At present, the existing path navigation and recommendation software in China, such as the Baidu map application and the Josiah Goddard map application, are all popular recommendation software, mainly based on the shortest time [4, 5] and the shortest distance [6–8], has been unable to meet the growing demand for personalized tourism.

Path recommendation systems usually recommend paths based on the optimization of distance or travel time cost functions. However, the shortest or fastest route is usually not chosen by the driver, so the driver may have different recommendations when traveling.

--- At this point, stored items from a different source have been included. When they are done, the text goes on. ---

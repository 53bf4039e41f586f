//! Client-IP stickiness for one adapter instance.
//!
//! While a lock is held, only the remembered IP may start a session; the
//! lock is refreshed every time that client's session ends, so a paused
//! debugger can reconnect within the timeout without being displaced by a
//! scanning peer. A zero timeout disables locking entirely.

use std::net::IpAddr;
use std::time::{Duration, Instant};

#[derive(Debug)]
pub struct ClientLock {
    timeout: Duration,
    locked_ip: Option<IpAddr>,
    lock_until: Option<Instant>,
}

impl ClientLock {
    pub fn new(timeout: Duration) -> ClientLock {
        ClientLock {
            timeout,
            locked_ip: None,
            lock_until: None,
        }
    }

    /// Whether `peer` may start a session at `now`. An expired lock is
    /// cleared by whoever observes it.
    pub fn admits(&mut self, peer: IpAddr, now: Instant) -> bool {
        self.expire(now);
        match self.locked_ip {
            None => true,
            Some(ip) => ip == peer,
        }
    }

    /// Called when a session sends its first byte: an idle, unlocked
    /// instance binds itself to that client.
    pub fn arm(&mut self, peer: IpAddr, now: Instant) {
        if self.timeout.is_zero() || self.locked_ip.is_some() {
            return;
        }
        log::info!(
            "locking instance to client {} for {:?}",
            peer,
            self.timeout
        );
        self.locked_ip = Some(peer);
        self.lock_until = Some(now + self.timeout);
    }

    /// Called when a session ends: the departing client keeps the adapter
    /// reserved for one more timeout window.
    pub fn refresh(&mut self, peer: IpAddr, now: Instant) {
        if self.timeout.is_zero() {
            return;
        }
        log::debug!("lock refreshed for {} ({:?})", peer, self.timeout);
        self.locked_ip = Some(peer);
        self.lock_until = Some(now + self.timeout);
    }

    pub fn locked_ip(&self) -> Option<IpAddr> {
        self.locked_ip
    }

    fn expire(&mut self, now: Instant) {
        if let Some(until) = self.lock_until {
            if now >= until {
                if let Some(ip) = self.locked_ip {
                    log::info!("lock for {} expired", ip);
                }
                self.locked_ip = None;
                self.lock_until = None;
            }
        }
    }
}
//! IPv4 allow/block filtering applied at accept time.
//!
//! Entries are single addresses or CIDR prefixes. Block entries always win
//! over allow entries. Peers matching nothing are decided by the mode:
//! allowed outright (`Off`), allowed but logged (`Permissive`) or rejected
//! (`Strict`). IPv6 peers pass unfiltered; the lock path is IPv4-only and
//! so is the filter.

use std::{error::Error, fmt::Display, net::IpAddr, net::Ipv4Addr};

#[derive(Copy, Clone, Debug, Eq, PartialEq)]
pub enum WhitelistMode {
    Off,
    Permissive,
    Strict,
}

/// Outcome of checking one peer address.
#[derive(Copy, Clone, Debug, Eq, PartialEq)]
pub enum Verdict {
    Allowed,
    /// Allowed by permissive mode, but worth a log line.
    Logged,
    Blocked,
}

#[derive(Clone, Debug)]
struct Entry {
    net: u32,
    mask: u32,
    block: bool,
    text: String,
}

#[derive(Debug)]
pub struct Whitelist {
    mode: WhitelistMode,
    entries: Vec<Entry>,
}

/// An entry that could not be parsed as `a.b.c.d` or `a.b.c.d/prefix`.
#[derive(Debug)]
pub struct CidrError(String);

impl Display for CidrError {
    fn fmt(&self, f: &mut std::fmt::Formatter<'_>) -> std::fmt::Result {
        write!(f, "invalid IP or CIDR '{}'", self.0)
    }
}

impl Error for CidrError {}

impl Whitelist {
    pub fn new(mode: WhitelistMode) -> Whitelist {
        Whitelist {
            mode,
            entries: Vec::new(),
        }
    }

    pub fn mode(&self) -> WhitelistMode {
        self.mode
    }

    /// Adds an allow (or, with `block`, a block) entry.
    pub fn add(&mut self, cidr: &str, block: bool) -> Result<(), CidrError> {
        let (addr_text, prefix) = match cidr.split_once('/') {
            Some((addr, prefix)) => {
                let prefix: u8 = prefix.parse().map_err(|_| CidrError(cidr.to_string()))?;
                (addr, prefix)
            }
            None => (cidr, 32),
        };
        if prefix > 32 {
            return Err(CidrError(cidr.to_string()));
        }
        let addr: Ipv4Addr = addr_text.parse().map_err(|_| CidrError(cidr.to_string()))?;
        let mask = if prefix == 0 {
            0
        } else {
            u32::MAX << (32 - prefix)
        };
        log::debug!("whitelist entry {} (block={})", cidr, block);
        self.entries.push(Entry {
            net: u32::from(addr) & mask,
            mask,
            block,
            text: cidr.to_string(),
        });
        Ok(())
    }

    pub fn check(&self, peer: IpAddr) -> Verdict {
        let IpAddr::V4(v4) = peer else {
            return Verdict::Allowed;
        };
        if self.mode == WhitelistMode::Off {
            return Verdict::Allowed;
        }
        let ip = u32::from(v4);

        for entry in self.entries.iter().filter(|e| e.block) {
            if ip & entry.mask == entry.net {
                log::debug!("{} matches block entry {}", v4, entry.text);
                return Verdict::Blocked;
            }
        }
        if self
            .entries
            .iter()
            .any(|e| !e.block && ip & e.mask == e.net)
        {
            return Verdict::Allowed;
        }
        match self.mode {
            WhitelistMode::Strict => Verdict::Blocked,
            _ => Verdict::Logged,
        }
    }
}
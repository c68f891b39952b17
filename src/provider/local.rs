// ABOUTME: Local demo identity adapter: no external round-trip, any submitted identifier
// ABOUTME: is treated as authenticated (SPEC_FULL.md Non-goals)
//
// Licensed under either of Apache License, Version 2.0 or MIT License at your option.

use async_trait::async_trait;

use super::ProviderAdapter;
use crate::errors::AppError;
use crate::store::models::UserInfo;

/// Built-in demo provider. `initiate_authn` points at this server's own login page, which
/// collects an identifier and advances straight to consent; the identity comes from
/// whatever that form submits, not from a third party.
pub struct LocalAdapter;

impl Default for LocalAdapter {
    fn default() -> Self {
        Self::new()
    }
}

impl LocalAdapter {
    #[must_use]
    pub fn new() -> Self {
        Self
    }

    /// Build a `UserInfo` from whatever identifier the consent form submitted. The demo
    /// adapter performs no credential verification (SPEC_FULL.md Non-goals).
    #[must_use]
    pub fn user_info_from_identifier(identifier: &str) -> UserInfo {
        UserInfo {
            subject: identifier.to_owned(),
            email: None,
            name: Some(identifier.to_owned()),
        }
    }
}

#[async_trait]
impl ProviderAdapter for LocalAdapter {
    fn name(&self) -> &'static str {
        "custom"
    }

    fn initiate_authn(&self, temp_key: &str) -> String {
        format!("/oauth/login?temp_key={temp_key}")
    }

    async fn handle_callback(&self, _code: &str) -> Result<UserInfo, AppError> {
        Err(AppError::internal(
            "local adapter has no external callback leg",
        ))
    }
}
// ABOUTME: Wire-format request/response/error types for the OAuth HTTP Surface
// ABOUTME: OAuth2Error mirrors RFC 6749's {error, error_description, error_uri} schema
//
// Licensed under either of Apache License, Version 2.0 or MIT License at your option.

use serde::{Deserialize, Serialize};

/// RFC 7591 dynamic client registration request.
#[derive(Debug, Clone, Deserialize)]
pub struct ClientRegistrationRequest {
    pub client_name: Option<String>,
    pub redirect_uris: Vec<String>,
    pub grant_types: Option<Vec<String>>,
    pub scope: Option<String>,
}

/// RFC 7591 dynamic client registration response: full client metadata plus the
/// generated `client_id`.
#[derive(Debug, Clone, Serialize)]
pub struct ClientRegistrationResponse {
    pub client_id: String,
    pub client_name: Option<String>,
    pub redirect_uris: Vec<String>,
    pub grant_types: Vec<String>,
    pub response_types: Vec<String>,
    pub scope: String,
}

/// Query parameters accepted at `GET /authorize`.
#[derive(Debug, Clone, Deserialize)]
pub struct AuthorizeRequest {
    pub response_type: String,
    pub client_id: String,
    pub redirect_uri: String,
    pub scope: Option<String>,
    pub state: Option<String>,
    pub resource: Option<String>,
    pub code_challenge: Option<String>,
    pub code_challenge_method: Option<String>,
}

/// Form body accepted at `POST /token`.
#[derive(Debug, Clone, Deserialize)]
pub struct TokenRequest {
    pub grant_type: String,
    pub code: Option<String>,
    pub redirect_uri: Option<String>,
    pub client_id: Option<String>,
    pub client_secret: Option<String>,
    pub scope: Option<String>,
    pub refresh_token: Option<String>,
    pub code_verifier: Option<String>,
}

#[derive(Debug, Clone, Serialize)]
pub struct TokenResponse {
    pub access_token: String,
    pub token_type: &'static str,
    pub expires_in: i64,
    pub refresh_token: String,
    pub scope: String,
}

/// Form body accepted at `POST /revoke` (RFC 7009).
#[derive(Debug, Clone, Deserialize)]
pub struct RevokeRequest {
    pub token: String,
    pub client_id: Option<String>,
    pub token_type_hint: Option<String>,
}

/// Form body accepted at `POST /oauth/login` (local adapter identifier submission).
#[derive(Debug, Clone, Deserialize)]
pub struct LoginRequest {
    pub temp_key: String,
    pub identifier: String,
}

/// Form body accepted at `POST /oauth/authorize/approve` and `/oauth/consent/approve`.
#[derive(Debug, Clone, Deserialize)]
pub struct ConsentDecision {
    pub temp_key: String,
    pub approved: bool,
}

/// Query parameters accepted at `GET /oauth/login` and `GET /oauth/consent/page`.
#[derive(Debug, Clone, Deserialize)]
pub struct TempKeyQuery {
    pub temp_key: String,
}

/// Query parameters on a federated provider's callback (`/oauth/{google,azure}/callback`).
#[derive(Debug, Clone, Deserialize)]
pub struct ProviderCallbackQuery {
    pub code: Option<String>,
    pub state: String,
    pub error: Option<String>,
    pub error_description: Option<String>,
}

/// RFC 6749-shaped OAuth protocol error, used for every OAuth-wire error response
/// (back-channel JSON body or front-channel redirect query parameters).
#[derive(Debug, Clone, Serialize)]
pub struct OAuth2Error {
    pub error: &'static str,
    #[serde(skip_serializing_if = "Option::is_none")]
    pub error_description: Option<String>,
}

impl OAuth2Error {
    fn new(error: &'static str, description: impl Into<String>) -> Self {
        Self {
            error,
            error_description: Some(description.into()),
        }
    }

    #[must_use]
    pub fn invalid_request(description: impl Into<String>) -> Self {
        Self::new("invalid_request", description)
    }

    #[must_use]
    pub fn invalid_client(description: impl Into<String>) -> Self {
        Self::new("invalid_client", description)
    }

    #[must_use]
    pub fn invalid_grant(description: impl Into<String>) -> Self {
        Self::new("invalid_grant", description)
    }

    #[must_use]
    pub fn invalid_scope(description: impl Into<String>) -> Self {
        Self::new("invalid_scope", description)
    }

    #[must_use]
    pub fn unauthorized_client(description: impl Into<String>) -> Self {
        Self::new("unauthorized_client", description)
    }

    #[must_use]
    pub fn unsupported_grant_type(description: impl Into<String>) -> Self {
        Self::new("unsupported_grant_type", description)
    }

    #[must_use]
    pub fn access_denied(description: impl Into<String>) -> Self {
        Self::new("access_denied", description)
    }

    #[must_use]
    pub fn server_error(description: impl Into<String>) -> Self {
        Self::new("server_error", description)
    }

    /// Render as `error=...&error_description=...` query-string fragment for a
    /// front-channel redirect.
    #[must_use]
    pub fn to_query_params(&self) -> String {
        let mut out = format!("error={}", urlencoding::encode(self.error));
        if let Some(desc) = &self.error_description {
            out.push_str(&format!("&error_description={}", urlencoding::encode(desc)));
        }
        out
    }
}
// ABOUTME: Library root: module graph for the OAuth 2.1 authorization server
// ABOUTME: AppContext composes the Orchestrator and Introspector behind one shared Arc
//
// Licensed under either of Apache License, Version 2.0 or MIT License at your option.

pub mod config;
pub mod constants;
pub mod errors;
pub mod http;
pub mod introspector;
pub mod logging;
pub mod orchestrator;
pub mod provider;
pub mod scope;
pub mod store;
pub mod token;

use std::sync::Arc;

use config::ServerConfig;
use introspector::Introspector;
use orchestrator::Orchestrator;
use store::Store;

/// Shared application state handed to every axum handler.
pub struct AppContext {
    pub config: Arc<ServerConfig>,
    pub orchestrator: Orchestrator,
    pub introspector: Introspector,
}

impl AppContext {
    #[must_use]
    pub fn new(config: Arc<ServerConfig>, store: Arc<Store>) -> Self {
        let orchestrator = Orchestrator::new(store.clone(), config.clone());
        let introspector = Introspector::new(store);
        Self {
            config,
            orchestrator,
            introspector,
        }
    }
}
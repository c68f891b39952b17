// ABOUTME: Provider Adapter capability interface and concrete local/Google/Azure adapters
// ABOUTME: Each adapter binds the downstream client's state to a temp_key before any
// ABOUTME: round-trip to an upstream identity provider, never forwarding it verbatim
//
// Licensed under either of Apache License, Version 2.0 or MIT License at your option.

pub mod azure;
pub mod google;
pub mod local;

use async_trait::async_trait;

use crate::config::OAuth2ServerConfig;
use crate::errors::AppError;
use crate::store::models::UserInfo;

/// Capability interface for an identity source (SPEC_FULL.md §4.4 / §9: this plays the
/// role the source's abstract provider base class played, but as a trait object composed
/// by the orchestrator rather than a class hierarchy).
#[async_trait]
pub trait ProviderAdapter: Send + Sync {
    /// Short machine-readable name, used in logs and the provider-info surface.
    fn name(&self) -> &'static str;

    /// Build the URL the end user's browser should be sent to in order to authenticate.
    /// `temp_key` is the opaque handle the orchestrator has already bound to the
    /// in-flight `PendingAuthorization`; federated adapters send it upstream as `state`.
    fn initiate_authn(&self, temp_key: &str) -> String;

    /// Complete an upstream round-trip: exchange the authorization `code` for tokens,
    /// then resolve the end user's identity. Only meaningful for federated adapters;
    /// the local adapter has no external round-trip and returns an error if called.
    ///
    /// # Errors
    /// Returns an error if the upstream exchange or user-info fetch fails, or if this
    /// adapter has no callback leg.
    async fn handle_callback(&self, code: &str) -> Result<UserInfo, AppError>;
}

/// Build the adapter selected by configuration.
#[must_use]
pub fn build_adapter(config: &OAuth2ServerConfig, issuer_url: &str) -> Box<dyn ProviderAdapter> {
    match config.provider {
        crate::config::ProviderKind::Custom => Box::new(local::LocalAdapter::new()),
        crate::config::ProviderKind::Google => Box::new(google::GoogleAdapter::new(
            config.client_id.clone().unwrap_or_default(),
            config.client_secret.clone().unwrap_or_default(),
            format!("{issuer_url}/oauth/google/callback"),
        )),
        crate::config::ProviderKind::Azure => Box::new(azure::AzureAdapter::new(
            config.client_id.clone().unwrap_or_default(),
            config.client_secret.clone().unwrap_or_default(),
            config.tenant_id.clone(),
            format!("{issuer_url}/oauth/azure/callback"),
        )),
    }
}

The personalized route recommendation strategy for each driver’s route selection preference has attracted much attention. The personalized route recommendation strategy not only meets people’s personalized needs but also solves the Blythe’s paradox, which is widely existed in the current transportation network.

1.1. Literature Review

At present, the driver can get the current driving status of the vehicle through the OBD data. In reference [9], the authors proposed a monitoring system consisting of OBD and GPS, designated area, pricing scheme, and the relationship between other related policies. The OBD device is used to monitor engine operation and measure fuel consumption and emissions reliably. In reference [10], OBD is used to analyze the driving behavior data through the vehicle preloading equipment and the factors that affect the safe driving and establish the logistic expression model. In reference [11], OBD is used to monitor and prompt hydrocarbon (HC) emissions caused by a failure of the vehicle emission control system. In this paper, the OBD data are used to correlate with the driving user’s path selection preferences. Then, the user’s initial preference weight vector is obtained by the bisecting K-means algorithm clustering. In reference [12], Xiong et al. proposed a model predictive control optimal path optimization and tracking framework. First, the relationship between the vehicle and the reference road is established in the road coordinate system, and then, the safe lane under the high constraint environment is established by using the multilayer search method; path boundary and vehicle dynamics constraints are introduced to provide optimal control instructions.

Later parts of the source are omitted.